14/02/2013
Sentamos numa roda, pessoas que na maioria eu não conhecia. A proposta era experimentar um Círculo de construção da Paz, uma metodologia criada por Kay Pranis, dentro do contexto da Justiça Restaurativa de Minnesota, nos Estados Unidos.
A moça que conduzia colocou vários gravetos no meio da roda e propôs que cada um fosse lá, na sua vez, e fizesse o que quisesse com eles, sem falar nenhuma palavra.
Teve gente que fez uma pilha de fogueira, outros espalharam os gravetos por todo lado, uma moça se deitou e colocou alguns em cima dela, alguém fingiu que era um jogo de palitos e assim foi indo.
Como achei o exercício chato sempre que chegava minha vez eu passava, para ver se acabava logo e íamos para outra etapa.
Aos poucos outras pessoas foram também passando, mas algumas, entregues à tarefa, continuavam fazendo muitas criações, sem perceber que cada vez mais tinha gente querendo encerrar.
A impaciência em mim e em outros foi visivelmente crescendo. Já comecei a mexer no celular. Uma moça foi lá e desfez a palavra “Amor” que um jovem alegre tinha escrito com os gravetos e escreveu “ Fim? “
Aí alguns riram bastante, deixando claro que não queriam mais continuar, mesmo assim alguns outros não perceberam, ou ainda queriam se expressar, e não encerravam.
Demorou até que finalmente todos pararam e aí pudemos comentar o que tinha acontecido. Uma moça falou de como se percebeu intolerante, da raiva que sentiu, e vários outros também se expressaram nessa linha.
A moça que conduzia contou que num outro lugar um homem que já não aguentava mais esperar que terminassem, pegou os gravetos, colocou numa bolsa, levou até o carro, deixou a bolsa lá, voltou e colocou a chave do carro no centro da roda.
Imediatamente alguém pegou outros objetos na sala e colocou no lugar dos gravetos sequestrados e outros participantes, que também tinham dado sinais de impaciência querendo terminar o jogo, voltaram a mexer nos novos “gravetos” para mostrar para o homem do carro que aquele não era um jeito de terminar!
Pois é, o exercício proposto não era chato como eu pensava... foi poderoso porque mostrou para todos nós que temos que afinar as diferenças se queremos navegar juntos.
Há opção de não estar no barco, na nave? Tem como parar o mundo e descer? Empurrar alguns lá no espaço sideral? Sem chance, porque posso até jogar alguns, mas, replicantes, eles voltam com outro rosto!

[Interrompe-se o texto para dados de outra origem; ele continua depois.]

//! # Cart Store
//!
//! Holds the current cart snapshot, the single source of truth for cart
//! state inside the process.
//!
//! ## Thread Safety
//! ```text
//! ┌─────────────────────────────────────────────────────────────────────────┐
//! │                    Cart Store                                           │
//! │                                                                         │
//! │  watch::Sender<Cart>   ← current snapshot                               │
//! │     • read()       clones the latest snapshot, never waits              │
//! │     • subscribe()  wakes presentation code on every commit              │
//! │                                                                         │
//! │  Mutex<()>             ← writer lock                                    │
//! │     • begin()      waits for the previous transaction to finish         │
//! │     • held from read, through transform and commit, until the           │
//! │       persistence write returns and the transaction is dropped          │
//! │                                                                         │
//! │  Mutation A: [begin ─ read ─ transform ─ commit ─ persist] drop         │
//! │  Mutation B:        waiting ...                          [begin ─ ...] │
//! └─────────────────────────────────────────────────────────────────────────┘
//! ```
//!
//! Because B cannot read before A has committed and persisted, B always
//! transforms the most recently committed cart and no update is lost.

use tokio::sync::{watch, Mutex, MutexGuard};

use gomarket_core::Cart;

/// The in-memory cart snapshot.
#[derive(Debug)]
pub struct CartStore {
    snapshot: watch::Sender<Cart>,
    writer: Mutex<()>,
}

impl CartStore {
    /// Creates a store holding an empty cart.
    pub fn new() -> Self {
        let (snapshot, _) = watch::channel(Cart::new());
        CartStore {
            snapshot,
            writer: Mutex::new(()),
        }
    }

    /// Returns the current snapshot.
    pub fn read(&self) -> Cart {
        self.snapshot.borrow().clone()
    }

    /// Returns a receiver notified on every commit.
    pub fn subscribe(&self) -> watch::Receiver<Cart> {
        self.snapshot.subscribe()
    }

    /// Starts a transaction, waiting for any transaction in progress.
    ///
    /// Only the cart service commits, so this stays crate-private.
    pub(crate) async fn begin(&self) -> CartTransaction<'_> {
        let guard = self.writer.lock().await;
        CartTransaction {
            store: self,
            current: self.read(),
            _guard: guard,
        }
    }
}

impl Default for CartStore {
    fn default() -> Self {
        Self::new()
    }
}

/// Exclusive read-transform-commit access to a [`CartStore`].
///
/// Dropping the transaction releases the writer lock.
#[derive(Debug)]
pub(crate) struct CartTransaction<'a> {
    store: &'a CartStore,
    current: Cart,
    _guard: MutexGuard<'a, ()>,
}

impl CartTransaction<'_> {
    /// The snapshot this transaction reads and transforms.
    pub(crate) fn current(&self) -> &Cart {
        &self.current
    }

    /// Atomically replaces the store's snapshot.
    pub(crate) fn commit(&mut self, next: Cart) {
        self.store.snapshot.send_replace(next.clone());
        self.current = next;
    }
}

#[cfg(test)]
mod tests {
    use super::*;
    use gomarket_core::NewLineItem;

    fn shoe() -> NewLineItem {
        NewLineItem::new("1", "Shoe", "u", 100.0)
    }

    #[tokio::test]
    async fn test_store_starts_empty() {
        let store = CartStore::new();
        assert!(store.read().is_empty());
    }

    #[tokio::test]
    async fn test_commit_replaces_snapshot() {
        let store = CartStore::new();
        let mut receiver = store.subscribe();

        {
            let mut tx = store.begin().await;
            let next = tx.current().add_to_cart(&shoe()).unwrap();
            tx.commit(next);
            assert_eq!(tx.current().len(), 1);
        }

        assert_eq!(store.read().get("1").map(|i| i.quantity), Some(1));
        assert!(receiver.has_changed().unwrap());
        assert_eq!(receiver.borrow_and_update().len(), 1);
    }

    #[tokio::test]
    async fn test_read_does_not_wait_for_writer() {
        let store = CartStore::new();
        let mut tx = store.begin().await;
        tx.commit(Cart::new().add_to_cart(&shoe()).unwrap());

        // Writer lock still held here
        assert_eq!(store.read().len(), 1);
    }

    #[tokio::test]
    async fn test_transactions_are_serialized() {
        let store = CartStore::new();
        let first = store.begin().await;

        assert!(store.writer.try_lock().is_err());
        drop(first);
        assert!(store.writer.try_lock().is_ok());
    }

    #[tokio::test]
    async fn test_transaction_reads_latest_commit() {
        let store = CartStore::new();

        {
            let mut tx = store.begin().await;
            tx.commit(tx.current().add_to_cart(&shoe()).unwrap());
        }

        let tx = store.begin().await;
        assert_eq!(tx.current().get("1").map(|i| i.quantity), Some(1));
    }
}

Então que caibamos todos: aquele que quer se demorar, o apressado como eu, o raivoso, aquele que quer decretar o fim... Partilhar a vida do jeito que ela se apresenta com esses muitos abundantes que se chamam pessoas ...
Esse é um dos preços da existência que, na solidão do meu mundinho particular protegido, tenho a ilusão de que não preciso pagar.

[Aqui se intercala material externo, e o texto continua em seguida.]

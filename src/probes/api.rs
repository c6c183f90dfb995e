use super::{classify, Probe, ProbeContext};
use crate::core::errors::ProbeFailure;
use crate::core::result::{Details, Outcome, ProbeError};
use crate::core::target::TargetDescriptor;
use async_trait::async_trait;
use serde_json::json;
use std::time::Duration;
use url::Url;

const INTER_REQUEST_DELAY: Duration = Duration::from_secs(1);

/// All three API probes require both endpoint and credential; without them
/// the orchestrator records a Skipped result and `run` is never called.
fn api_parts(target: &TargetDescriptor) -> Result<(&Url, &str), ProbeError> {
    match (&target.api_endpoint, &target.api_credential) {
        (Some(endpoint), Some(credential)) => Ok((endpoint, credential)),
        _ => Err(ProbeError::from(ProbeFailure::Protocol(
            "probe invoked without api endpoint and credential".into(),
        ))),
    }
}

/// The minimal generation request the upstream API accepts, keyed to the
/// image under diagnosis.
fn generation_payload(target: &TargetDescriptor) -> serde_json::Value {
    json!({
        "prompt": "Diagnostic test prompt",
        "keyframes": {
            "frame1": { "type": "image", "url": target.resource_url.as_str() }
        },
        "loop": false,
        "aspect_ratio": "9:16"
    })
}

/// Parse the body as JSON when possible, otherwise keep a bounded fragment.
fn body_fragment(text: &str) -> serde_json::Value {
    match serde_json::from_str::<serde_json::Value>(text) {
        Ok(value) => value,
        Err(_) => json!(text.chars().take(512).collect::<String>()),
    }
}

/// One real generation request. A non-2xx answer is itself the finding the
/// reader came for, so it completes with `request_success=false`.
pub struct ApiJsonRequest;

#[async_trait]
impl Probe for ApiJsonRequest {
    fn identity(&self) -> &'static str {
        "API JSON Request"
    }

    fn applicable(&self, target: &TargetDescriptor) -> bool {
        target.has_api()
    }

    async fn run(&self, target: &TargetDescriptor, ctx: &ProbeContext) -> Outcome {
        let (endpoint, credential) = api_parts(target)?;
        let mut details = Details::new();
        details.insert("endpoint".into(), json!(endpoint.as_str()));

        let response = ctx
            .client()
            .post(endpoint.clone())
            .bearer_auth(credential)
            .json(&generation_payload(target))
            .timeout(target.probe_timeout)
            .send()
            .await
            .map_err(|e| {
                ProbeError::with_partial(classify(&e, target.probe_timeout), details.clone())
            })?;

        let status = response.status().as_u16();
        details.insert("status_code".into(), json!(status));
        let text = response.text().await.unwrap_or_default();
        details.insert("response_body".into(), body_fragment(&text));
        details.insert(
            "request_success".into(),
            json!(matches!(status, 200 | 201 | 202)),
        );
        Ok(details)
    }
}

/// N sequential generation requests with a fixed pause between them. Attempt
/// outcomes, including per-attempt errors, are the payload; the probe itself
/// never fails once it starts issuing requests.
pub struct RateLimitTest;

#[async_trait]
impl Probe for RateLimitTest {
    fn identity(&self) -> &'static str {
        "Rate Limit Test"
    }

    fn applicable(&self, target: &TargetDescriptor) -> bool {
        target.has_api()
    }

    fn timeout(&self, target: &TargetDescriptor) -> Duration {
        let attempts = target.rate_limit_attempts as u32;
        target.probe_timeout * attempts + INTER_REQUEST_DELAY * attempts
    }

    async fn run(&self, target: &TargetDescriptor, ctx: &ProbeContext) -> Outcome {
        let (endpoint, credential) = api_parts(target)?;
        let payload = generation_payload(target);

        let mut responses = Vec::with_capacity(target.rate_limit_attempts);
        for attempt in 1..=target.rate_limit_attempts {
            let mut entry = serde_json::Map::new();
            entry.insert("attempt".into(), json!(attempt));

            match ctx
                .client()
                .post(endpoint.clone())
                .bearer_auth(credential)
                .json(&payload)
                .timeout(target.probe_timeout)
                .send()
                .await
            {
                Ok(resp) => {
                    entry.insert("status_code".into(), json!(resp.status().as_u16()));
                    let text = resp.text().await.unwrap_or_default();
                    entry.insert("body".into(), body_fragment(&text));
                }
                Err(e) => {
                    entry.insert("status_code".into(), json!(null));
                    entry.insert(
                        "body".into(),
                        json!(format!("request error: {}", classify(&e, target.probe_timeout))),
                    );
                }
            }
            responses.push(serde_json::Value::Object(entry));

            if attempt < target.rate_limit_attempts {
                tokio::time::sleep(INTER_REQUEST_DELAY).await;
            }
        }

        let mut details = Details::new();
        details.insert("endpoint".into(), json!(endpoint.as_str()));
        details.insert("num_attempts".into(), json!(target.rate_limit_attempts));
        details.insert("responses".into(), json!(responses));
        Ok(details)
    }
}

/// One authenticated request; anything but a 401 means the credential was
/// accepted.
pub struct ApiAuthentication;

#[async_trait]
impl Probe for ApiAuthentication {
    fn identity(&self) -> &'static str {
        "API Authentication"
    }

    fn applicable(&self, target: &TargetDescriptor) -> bool {
        target.has_api()
    }

    async fn run(&self, target: &TargetDescriptor, ctx: &ProbeContext) -> Outcome {
        let (endpoint, credential) = api_parts(target)?;
        let mut details = Details::new();
        details.insert("endpoint".into(), json!(endpoint.as_str()));

        let response = ctx
            .client()
            .get(endpoint.clone())
            .bearer_auth(credential)
            .timeout(target.probe_timeout)
            .send()
            .await
            .map_err(|e| {
                ProbeError::with_partial(classify(&e, target.probe_timeout), details.clone())
            })?;

        let status = response.status().as_u16();
        details.insert("status_code".into(), json!(status));
        details.insert("authenticated".into(), json!(status != 401));
        Ok(details)
    }
}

Não adianta trancar os gravetos no carro, eles não deixam de existir, replicantes eles também. Não adianta ignorar a periferia desrespeitada, parte dela vai lá e arromba casas para roubar nossa ilusão de que estamos a salvo de compartilhar recursos.
No silêncio, que era a regra da atividade com os gravetos, pude me ouvir, algo que é muito incomum nesse mundo de falantes e assim tive também a oportunidade de escutar o ronco da nossa grande “Nave Espacial Terra” *. Meu Deus, quantos tripulantes somos nós indo sei lá para onde! Como foi que se inventou essa grande brincadeira?

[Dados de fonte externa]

use std::time::Duration;
use url::Url;

pub const DEFAULT_PROBE_TIMEOUT: Duration = Duration::from_secs(10);
pub const DEFAULT_RATE_LIMIT_ATTEMPTS: usize = 5;

/// Everything a run needs to know about what it is diagnosing. Built once by
/// the config layer, never mutated; the engine reads no ambient state.
#[derive(Debug, Clone)]
pub struct TargetDescriptor {
    pub resource_url: Url,
    pub api_endpoint: Option<Url>,
    pub api_credential: Option<String>,
    pub case_id: Option<String>,
    pub probe_timeout: Duration,
    pub rate_limit_attempts: usize,
}

impl TargetDescriptor {
    pub fn new(resource_url: Url) -> Self {
        Self {
            resource_url,
            api_endpoint: None,
            api_credential: None,
            case_id: None,
            probe_timeout: DEFAULT_PROBE_TIMEOUT,
            rate_limit_attempts: DEFAULT_RATE_LIMIT_ATTEMPTS,
        }
    }

    pub fn with_api(mut self, endpoint: Url, credential: String) -> Self {
        self.api_endpoint = Some(endpoint);
        self.api_credential = Some(credential);
        self
    }

    pub fn with_case(mut self, case_id: String) -> Self {
        self.case_id = Some(case_id);
        self
    }

    pub fn with_timeout(mut self, timeout: Duration) -> Self {
        self.probe_timeout = timeout;
        self
    }

    pub fn host(&self) -> Option<&str> {
        self.resource_url.host_str()
    }

    /// Credentialed probes run only when both endpoint and credential exist.
    pub fn has_api(&self) -> bool {
        self.api_endpoint.is_some() && self.api_credential.is_some()
    }

    /// Derived descriptor for a single retry with a widened timeout. The
    /// original descriptor stays untouched.
    pub fn escalated(&self, factor: u32) -> Self {
        let mut derived = self.clone();
        derived.probe_timeout = self.probe_timeout * factor;
        derived
    }
}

Seja lá qual for o destino, o propósito, o que sei é que estamos juntos. Não tem graça deixar para trás quem está mancando, mesmo porque vai chegar a minha vez de ter pernas desobedientes.
Vamos juntos, escutando no silêncio uns aos outros, criando alegria na jornada para contrabalançar as lágrimas que sempre vem.
Venho sacando que sou só um pontinho nessa imensa rede que se chama Vida, mas que dali, do alto da minha insignificância, posso gerar luz e trevas, amor e ódio, cuidado e intolerância e assim estou sempre impactando os outros pontinhos ao meu redor, que por sua vez, também vão produzir suas próprias vibrações...
Sou apenas uma, mas descobri que nessa grande Nave o comandante somos todos nós, tripulantes. A cada decisão, escolha, ação estou/ estamos realizando nossa navegação.
* A ideia da Terra como uma nave vem do "Manual de Instruções para a Nave EspacialTerra", que é um livro de Buckminster Fuller, arquiteto, matemático, cosmológo, inventor…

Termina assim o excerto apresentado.